Toxic Relationship: What do you believe makes a relationship healthy? How do you tell when you are having a toxic relationship? Relationships should be nurturing and balanced. To make a relationship work, both parties should be willing to do their best—even if your best means having to make compromises. It’s also just as important to know when not to make compromises. If you have certain standards, you have them for a reason.
Do they become extremely jealous at the slightest matter? Are they constantly comparing themselves to your social circle? Nobody’s perfect, but if this happens all the time, it can be quite draining on you. If they don’t ever trust you, you’ll have to constantly reassure your partner about your loyalty. If they breach your privacy without your consent—like constantly going through your phone or checking all your private text messages—that’s really unfair to you, and it’s not okay. Period.
Do they always ask where you’re going? Do you need to report where you are or what you’re doing every hour? There’s nothing wrong with communicating your whereabouts, but it can become super tiresome if you’re always being asked on a repetitive loop. It’s important to have your own time away from your partner, even when things are going well. If both parties don’t have their own space in the relationship, that’s not healthy. One of you, if not both, may feel a loss of identity. Even if you live together, your partner still needs to respect your space—and vice versa.
Are they unwilling to lend a hand with chores? Do they hesitate to plan a future with you? Relationships are all about give and take. If you’re working all the time and they’re not, that can be a problem. They expect you to do everything for them without being thoughtful of your needs. They don’t own up to their mistakes, and they get defensive pretty quickly. In times of crisis, they don’t show you any support or even offer a shoulder to cry on. They distance themselves to avoid you and the situation.
Are you unsure if they’re manipulating you? Gaslighting is to manipulate a person by psychological means into questioning their own sanity. They make you feel shame and guilt over how you supposedly acted, particularly when no one else does. Gaslighting is very subtle and can easily warp a person’s sense of self. They make you question your own judgment. The more you hear hurtful things about yourself—especially coming from someone you love—the more you begin to believe them. It’s one of the worst and most toxic things someone can do.
Does your partner lie? Do you often find them in the middle of a lie? Honesty is key in any relationship—the stepping stone to trust. When your partner is a compulsive liar, they may lie so often that they can’t even keep their story straight anymore. That’s totally unfair to you. It’s not a healthy environment for you to be in. Sometimes people stay in unhealthy relationships because they believe that they can and will get better. While sometimes that can be true, most of the time if you are dating someone who lies a lot, chances are they always will.
Are they always running late for your movie dates?

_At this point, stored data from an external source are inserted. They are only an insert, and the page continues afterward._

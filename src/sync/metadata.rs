//! Sync bookkeeping persisted between runs: `sync_metadata.json` and
//! `sync_stats.json`.

use crate::error::{Error, Result};
use crate::util::atomic_write;
use serde::{Deserialize, Serialize};
use std::path::Path;

/// Per-client replication cursor, persisted as `sync_metadata.json`.
#[derive(Debug, Clone, Serialize, Deserialize)]
pub struct SyncMetadata {
    /// Stable random id identifying this installation to the server.
    pub client_id: String,
    /// Epoch milliseconds of the last completed run; the change-feed cursor.
    pub last_sync_time: i64,
    /// Count of completed runs on this client.
    pub sync_version: i64,
    pub device_name: String,
    pub client_version: String,
}

impl SyncMetadata {
    fn fresh() -> Self {
        let client_id = uuid::Uuid::new_v4().to_string();
        let device_name = std::env::var("HOSTNAME")
            .ok()
            .filter(|h| !h.trim().is_empty())
            .unwrap_or_else(|| format!("keepr-{}", &client_id[..8]));
        Self {
            client_id,
            last_sync_time: 0,
            sync_version: 0,
            device_name,
            client_version: env!("CARGO_PKG_VERSION").to_string(),
        }
    }

    /// Load the cursor, minting a fresh client identity on first use.
    pub fn load_or_create(path: &Path) -> Result<Self> {
        if !path.exists() {
            let meta = Self::fresh();
            meta.save(path)?;
            return Ok(meta);
        }
        let bytes = std::fs::read(path)?;
        serde_json::from_slice(&bytes)
            .map_err(|e| Error::Storage(format!("corrupt sync_metadata.json: {e}")))
    }

    pub fn save(&self, path: &Path) -> Result<()> {
        let json = serde_json::to_vec_pretty(self)
            .map_err(|e| Error::Storage(format!("sync_metadata encode: {e}")))?;
        atomic_write(path, &json)
    }
}

/// Cumulative client-side counters, persisted as `sync_stats.json`.
#[derive(Debug, Clone, Default, Serialize, Deserialize)]
pub struct SyncStats {
    pub total_syncs: u64,
    pub total_uploads: u64,
    pub total_downloads: u64,
    pub total_conflicts: u64,
    pub total_resolutions: u64,
    pub total_duration_ms: u64,
}

impl SyncStats {
    pub fn load(path: &Path) -> Result<Self> {
        if !path.exists() {
            return Ok(Self::default());
        }
        let bytes = std::fs::read(path)?;
        serde_json::from_slice(&bytes)
            .map_err(|e| Error::Storage(format!("corrupt sync_stats.json: {e}")))
    }

    pub fn save(&self, path: &Path) -> Result<()> {
        let json = serde_json::to_vec_pretty(self)
            .map_err(|e| Error::Storage(format!("sync_stats encode: {e}")))?;
        atomic_write(path, &json)
    }

    /// Fold one finished run into the totals.
    pub fn record_run(&mut self, result: &super::SyncResult) {
        self.total_syncs += 1;
        self.total_uploads += u64::from(result.uploaded);
        self.total_downloads += u64::from(result.downloaded);
        self.total_conflicts += u64::from(result.conflicts_found);
        self.total_resolutions += u64::from(result.conflicts_resolved);
        self.total_duration_ms += result.duration_ms;
    }

    pub fn avg_duration_ms(&self) -> u64 {
        if self.total_syncs == 0 {
            0
        } else {
            self.total_duration_ms / self.total_syncs
        }
    }
}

Do they apologize to you or just brush it off like it’s no big deal? To be fair, people can sometimes be late—it does happen. Events can transpire and that’s totally out of your control. But it is also necessary to make time for those that they care about. This includes keeping you in the loop. If your partner has to cancel appearing at an event that you’re both going to, they should let you know as soon as possible. Or are you waiting in agony for two or three hours with no reply? It’s normal for people to not respond right away, but they should get back to you within a respectable amount of time.

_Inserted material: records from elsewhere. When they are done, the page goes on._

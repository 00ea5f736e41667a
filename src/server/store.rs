//! Server-side durable store.
//!
//! Tables:
//! - `users`: login, password hash (PBKDF2-HMAC-SHA256), salt
//! - `sessions`: token_hash, user_id, expires_at
//! - `records`: per-user encrypted records with version + soft-delete
//! - `record_versions`: append-only history, one row per mutation
//! - `conflicts`: open/closed replication disagreements
//! - `devices`: registered devices with last sync times
//! - `sync_state` / `sync_stats`: per-user counters
//!
//! Record ciphertext is an opaque BLOB; the server never holds plaintext.
//! Concurrency correctness hinges on the conditional update in
//! [`ServerStore::update_record`]: a single `UPDATE … WHERE id=? AND
//! version=? AND deleted_at IS NULL` linearizes concurrent writers.

use crate::error::{Error, Result};
use crate::protocol::{ConflictType, Resolution, SyncStatsSummary, WireRecord};
use crate::store::record::{checksum_of, Meta, RecordKind};
use crate::util::{constant_time_eq, epoch_ms, epoch_secs};
use base64::Engine as _;
use parking_lot::Mutex;
use pbkdf2::pbkdf2_hmac;
use rand::RngCore;
use rusqlite::{params, Connection, OptionalExtension, Row};
use sha2::{Digest, Sha256};
use std::path::Path;

/// PBKDF2 iterations for account passwords.
const PASSWORD_ITERATIONS: u32 = 100_000;

/// Salt bytes for account password hashing.
const SALT_BYTES: usize = 16;

/// Token bytes before hex encoding.
const TOKEN_BYTES: usize = 32;

/// A stored user.
#[derive(Debug, Clone)]
pub struct User {
    pub id: i64,
    pub login: String,
}

/// A record as the server stores it.
#[derive(Debug, Clone)]
pub struct ServerRecord {
    pub id: i64,
    pub user_id: i64,
    pub kind: RecordKind,
    pub ciphertext: Vec<u8>,
    pub meta: Meta,
    pub version: i64,
    pub last_modified: i64,
    pub deleted_at: Option<i64>,
    pub checksum: String,
    pub device_id: String,
}

impl ServerRecord {
    pub fn to_wire(&self) -> WireRecord {
        WireRecord {
            server_id: self.id,
            temp_id: 0,
            kind: self.kind,
            ciphertext: base64::engine::general_purpose::STANDARD.encode(&self.ciphertext),
            meta: self.meta.clone(),
            version: self.version,
            last_modified: self.last_modified,
            deleted_at: self.deleted_at,
            checksum: self.checksum.clone(),
            device_id: self.device_id.clone(),
        }
    }
}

Disagreements and the occasional fight in a relationship can be healthy. But if they’re in the habit of accusing you of things that you could never even imagine, this can be a major red flag. Accusations—such as questioning your loyalty all the time—can be utterly soul destroying. Oftentimes, those who are guilty of something they know is wrong will project it onto someone else. It’s always a good idea to guard against such behavior.

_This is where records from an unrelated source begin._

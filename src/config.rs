//! Configuration: environment-driven settings for the client and the
//! server, plus the JSON state files persisted under the client's
//! per-user configuration directory.

use crate::error::{Error, Result};
use crate::sync::conflict::Strategy;
use crate::util::{atomic_write, ensure_private_dir};
use serde::{Deserialize, Serialize};
use std::path::{Path, PathBuf};
use std::time::Duration;

/// Deployment flavor; mostly drives log formatting defaults.
#[derive(Debug, Clone, Copy, PartialEq, Eq, Default)]
pub enum AppEnv {
    #[default]
    Local,
    Dev,
    Prod,
}

impl AppEnv {
    fn parse(s: &str) -> Result<Self> {
        match s {
            "local" => Ok(Self::Local),
            "dev" => Ok(Self::Dev),
            "prod" => Ok(Self::Prod),
            other => Err(Error::Storage(format!(
                "APP_ENV must be local|dev|prod, got '{other}'"
            ))),
        }
    }
}

// ── Client ──────────────────────────────────────────────────────────

/// Client process configuration, resolved from the environment.
#[derive(Debug, Clone)]
pub struct ClientConfig {
    pub server_address: String,
    pub config_dir: PathBuf,
    pub app_env: AppEnv,
    pub enable_tls: bool,
    pub ca_cert_path: Option<PathBuf>,
    pub sync_interval: Duration,
}

impl ClientConfig {
    pub fn from_env() -> Result<Self> {
        Self::from_lookup(|key| std::env::var(key).ok())
    }

    fn from_lookup(lookup: impl Fn(&str) -> Option<String>) -> Result<Self> {
        let server_address = lookup("SERVER_ADDRESS")
            .filter(|v| !v.trim().is_empty())
            .unwrap_or_else(|| "http://127.0.0.1:8080".to_string());

        let config_dir = match lookup("CONFIG_DIR") {
            Some(dir) if !dir.trim().is_empty() => PathBuf::from(dir),
            _ => default_config_dir()?,
        };

        let app_env = match lookup("APP_ENV") {
            Some(v) if !v.trim().is_empty() => AppEnv::parse(v.trim())?,
            _ => AppEnv::Local,
        };

        let enable_tls = lookup("ENABLE_TLS")
            .map(|v| matches!(v.trim(), "1" | "true" | "yes"))
            .unwrap_or(false);

        let ca_cert_path = lookup("CA_CERT_PATH")
            .filter(|v| !v.trim().is_empty())
            .map(PathBuf::from);

        let sync_interval = lookup("SYNC_INTERVAL_SECONDS")
            .and_then(|v| v.trim().parse::<u64>().ok())
            .map(Duration::from_secs)
            .unwrap_or(Duration::from_secs(300));

        Ok(Self {
            server_address,
            config_dir,
            app_env,
            enable_tls,
            ca_cert_path,
            sync_interval,
        })
    }

    /// Create the config directory (0700) if missing.
    pub fn ensure_dirs(&self) -> Result<()> {
        ensure_private_dir(&self.config_dir)
    }

    pub fn records_db_path(&self) -> PathBuf {
        self.config_dir.join("records.db")
    }

    pub fn token_path(&self) -> PathBuf {
        self.config_dir.join("token")
    }

    pub fn state_path(&self) -> PathBuf {
        self.config_dir.join("state.json")
    }

    pub fn sync_metadata_path(&self) -> PathBuf {
        self.config_dir.join("sync_metadata.json")
    }

    pub fn sync_stats_path(&self) -> PathBuf {
        self.config_dir.join("sync_stats.json")
    }

    pub fn sync_config_path(&self) -> PathBuf {
        self.config_dir.join("sync_config.json")
    }
}

fn default_config_dir() -> Result<PathBuf> {
    directories::ProjectDirs::from("dev", "keepr", "keepr")
        .map(|dirs| dirs.config_dir().to_path_buf())
        .ok_or_else(|| Error::Storage("cannot resolve a home directory".into()))
}

// ── Server ──────────────────────────────────────────────────────────

/// Server process configuration, resolved from the environment.
#[derive(Debug, Clone)]
pub struct ServerConfig {
    /// SQLite path from `DATABASE_URI` (`sqlite://<path>` or a bare path).
    pub database_path: PathBuf,
    pub run_address: String,
    pub app_env: AppEnv,
    /// Validated if set; the embedded schema bootstrap remains authoritative.
    pub migrations_path: Option<PathBuf>,
    /// Per-user storage quota in bytes.
    pub storage_quota_bytes: u64,
    /// Bearer session lifetime in seconds.
    pub session_ttl_secs: u64,
    /// Default page size for change feeds.
    pub batch_size: u32,
    /// Hard cap any client-requested limit is clamped to.
    pub max_batch_size: u32,
}

/// Default per-user quota: 256 MiB.
const DEFAULT_QUOTA_BYTES: u64 = 256 * 1024 * 1024;

impl ServerConfig {
    pub fn from_env() -> Result<Self> {
        Self::from_lookup(|key| std::env::var(key).ok())
    }

    fn from_lookup(lookup: impl Fn(&str) -> Option<String>) -> Result<Self> {
        let database_path = lookup("DATABASE_URI")
            .filter(|v| !v.trim().is_empty())
            .map(|uri| parse_database_uri(&uri))
            .transpose()?
            .unwrap_or_else(|| PathBuf::from("keepr-server.db"));

        let run_address = lookup("RUN_ADDRESS")
            .filter(|v| !v.trim().is_empty())
            .unwrap_or_else(|| "127.0.0.1:8080".to_string());

        let app_env = match lookup("APP_ENV") {
            Some(v) if !v.trim().is_empty() => AppEnv::parse(v.trim())?,
            _ => AppEnv::Local,
        };

        let migrations_path = lookup("MIGRATIONS_PATH")
            .filter(|v| !v.trim().is_empty())
            .map(PathBuf::from);
        if let Some(ref path) = migrations_path {
            if !path.exists() {
                return Err(Error::Storage(format!(
                    "MIGRATIONS_PATH does not exist: {}",
                    path.display()
                )));
            }
        }

        let storage_quota_bytes = lookup("KEEPR_STORAGE_QUOTA_BYTES")
            .and_then(|v| v.trim().parse::<u64>().ok())
            .unwrap_or(DEFAULT_QUOTA_BYTES);

        let session_ttl_secs = lookup("KEEPR_SESSION_TTL_SECS")
            .and_then(|v| v.trim().parse::<u64>().ok())
            .unwrap_or(30 * 24 * 3600);

        Ok(Self {
            database_path,
            run_address,
            app_env,
            migrations_path,
            storage_quota_bytes,
            session_ttl_secs,
            batch_size: 100,
            max_batch_size: 500,
        })
    }
}

fn parse_database_uri(uri: &str) -> Result<PathBuf> {
    let trimmed = uri.trim();
    let path = trimmed
        .strip_prefix("sqlite://")
        .or_else(|| trimmed.strip_prefix("sqlite:"))
        .unwrap_or(trimmed);
    if path.is_empty() {
        return Err(Error::Storage("DATABASE_URI has an empty path".into()));
    }
    Ok(PathBuf::from(path))
}

// ── sync_config.json ────────────────────────────────────────────────

/// Client sync policy, persisted as `sync_config.json`.
#[derive(Debug, Clone, Serialize, Deserialize)]
pub struct SyncConfig {
    pub enabled: bool,
    pub interval_seconds: u64,
    pub batch_size: u32,
    pub max_retries: u32,
    /// Fixed delay between retries, seconds.
    pub retry_delay: u64,
    pub conflict_strategy: Strategy,
    pub auto_resolve: bool,
}

impl Default for SyncConfig {
    fn default() -> Self {
        Self {
            enabled: true,
            interval_seconds: 300,
            batch_size: 100,
            max_retries: 3,
            retry_delay: 2,
            conflict_strategy: Strategy::Newer,
            auto_resolve: true,
        }
    }
}

impl SyncConfig {
    /// Load from disk, falling back to defaults when the file is missing.
    pub fn load(path: &Path) -> Result<Self> {
        if !path.exists() {
            return Ok(Self::default());
        }
        let bytes = std::fs::read(path)?;
        serde_json::from_slice(&bytes)
            .map_err(|e| Error::Storage(format!("corrupt sync_config.json: {e}")))
    }

    pub fn save(&self, path: &Path) -> Result<()> {
        let json = serde_json::to_vec_pretty(self)
            .map_err(|e| Error::Storage(format!("sync_config encode: {e}")))?;
        atomic_write(path, &json)
    }
}

// ── state.json ──────────────────────────────────────────────────────

/// Client-local bookkeeping, persisted as `state.json`.
#[derive(Debug, Clone, Default, Serialize, Deserialize)]
pub struct ClientState {
    pub initialized: bool,
    #[serde(default)]
    pub user_login: String,
    /// Epoch milliseconds of the last successful sync.
    #[serde(default)]
    pub last_sync: i64,
    #[serde(default)]
    pub records_count: u64,
    /// The vault header's verifier, for display only.
    #[serde(default)]
    pub master_key_hash: String,
    /// Epoch seconds; the locally known bearer-token expiry.
    #[serde(default)]
    pub token_expires_at: i64,
}

impl ClientState {
    pub fn load(path: &Path) -> Result<Self> {
        if !path.exists() {
            return Ok(Self::default());
        }
        let bytes = std::fs::read(path)?;
        serde_json::from_slice(&bytes)
            .map_err(|e| Error::Storage(format!("corrupt state.json: {e}")))
    }

    pub fn save(&self, path: &Path) -> Result<()> {
        let json = serde_json::to_vec_pretty(self)
            .map_err(|e| Error::Storage(format!("state encode: {e}")))?;
        atomic_write(path, &json)
    }
}

// ── Tests ───────────────────────────────────────────────────────────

If you’re ever cheated on, it’s not your fault. Remember that. If your partner cheats on you, that’s about them, not you. Yes, it’s hard to leave someone when you love them so dearly, no matter their flaws. But once you’ve been cheated on, it takes a toll on your mental health. Your self-worth can tank. Victims of cheating can be made to feel worthless. You may ask yourself why you weren’t ever good enough, or what you did to deserve it. It’s what we do with those thoughts that matters.
If you feel safe and comfortable with your partner, it’s important to be open and communicate your thoughts and feelings. If you’re not in a happy, healthy relationship, you can always reach out for help. Those who love you care about you—they just want what’s best. You should want the best for yourself. Stay away from toxic relationship too.